Although the club's supporters did not create their own rendition of "Go West", the Village People version of the song was played at Western United FC home games after the club had victories in the A-Leagues.

Irish professional Rugby Union club Ulster Rugby sing their own supporters version entitled "Stand Up for the Ulstermen"

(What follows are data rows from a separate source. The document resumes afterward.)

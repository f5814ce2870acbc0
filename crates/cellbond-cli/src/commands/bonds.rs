use crate::cli::BondsArgs;
use crate::config::build_geometry_config;
use crate::error::Result;
use cellbond::core::models::cell::Cell;
use cellbond::workflows::cell::measure_structure;
use std::fmt::Write;
use tracing::info;

pub fn run(args: BondsArgs) -> Result<()> {
    let geometry = build_geometry_config(args.wrap_tolerance)?;
    info!(
        "Measuring {:?} as cell {} (wrap tolerance {})",
        &args.poscar, args.code, geometry.wrap_tolerance
    );
    let cell = measure_structure(&args.poscar, &args.code, &geometry)?;
    print!("{}", render_bonds(&cell));
    Ok(())
}

/// Bond table in the report's number format.
pub fn render_bonds(cell: &Cell) -> String {
    let bonds = cell.bond_lengths();
    let mut out = format!("Cell {}\n\nC-C bond lengths (Å):\n", cell.code());
    for length in bonds.base() {
        let _ = writeln!(out, "  {length:.5}");
    }
    let _ = writeln!(out, "Average C-C bond length: {:.3} Å", bonds.mean_base());
    if let Some(mean) = bonds.mean_substituent() {
        out.push_str("\nC-H bond lengths (Å):\n");
        for (site, length) in cell.code().attached_sites().zip(bonds.substituent()) {
            let _ = writeln!(out, "  C{site}-H  {length:.5}");
        }
        let _ = writeln!(out, "Average C-H bond length: {mean:.3} Å");
    }
    out
}

#[cfg(test)]
mod tests {
    use super::*;
    use cellbond::core::models::code::StructureCode;
    use cellbond::engine::config::GeometryConfig;
    use std::fs;
    use tempfile::tempdir;

    const POSCAR_0201: &str = "\
graphane 0201
2.46
  2.0 0.0 0.0
  0.5 0.8660254037844386 0.0
  0.0 0.0 6.0
C H
4 2
Selective dynamics
Direct
  0.0 0.0 0.5 T T T
  0.5 0.0 0.5 T T T
  0.6666666666666666 -0.6666666666666666 0.5 T T T
  0.1666666666666667 -0.6666666666666666 0.5 T T T
  0.5 0.0 0.4 T T T
  0.1666666666666667 -0.6666666666666666 0.65 T T T
";

    fn measured(code: &str) -> Cell {
        let dir = tempdir().unwrap();
        let path = dir.path().join("POSCAR");
        fs::write(&path, POSCAR_0201).unwrap();
        let code = StructureCode::parse(code).unwrap();
        measure_structure(&path, &code, &GeometryConfig::default()).unwrap()
    }

    #[test]
    fn table_lists_substituent_bonds_by_site() {
        let text = render_bonds(&measured("0201"));
        assert!(text.starts_with("Cell 0201\n\nC-C bond lengths (Å):\n  1.42028\n"));
        assert!(text.contains("Average C-C bond length: 1.420 Å\n"));
        assert!(text.contains("  C1-H  1.47600\n  C3-H  2.21400\n"));
        assert!(text.ends_with("Average C-H bond length: 1.845 Å\n"));
    }

    #[test]
    fn run_rejects_code_that_does_not_match_the_file() {
        let dir = tempdir().unwrap();
        let path = dir.path().join("POSCAR");
        fs::write(&path, POSCAR_0201).unwrap();
        let args = BondsArgs {
            poscar: path,
            code: StructureCode::parse("1000").unwrap(),
            wrap_tolerance: None,
        };
        assert!(run(args).is_err());
    }
}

In 2023, another rendition of "Go West" was created. Called "Visi už Lietkabelį", it was dedicated to Lithuanian basketball club BC Lietkabelis. Since then, it has become an unofficial anthem of Lietkabelis, and is frequently sung by supporters of this club before the start of its home matches.

==In popular culture==
The Pet Shop Boys version of the song is played in the first and last scenes of Chinese director Jia Zhangke's film Mountains May Depart (2015). In many of Jia's films, the 'turn' China has made towards 'the West' is a central theme – Mountains May Depart is no exception. Also, the song serves as a unifying element: it connects the first part of the film (set in 1999) to the final scene (set in 2025), creating a poignant effect which several critics have praised; David Rooney of the Hollywood Reporter called the ending "a beautiful concluding sequence that reaffirms the film's aching depth of feeling and extraordinary sense of place".

In 1998, Ambrosia rewrote their lyrics for an advertising jingle for an advertising campaign to promote their products - most notably their rice pudding - given their products come from the West Country.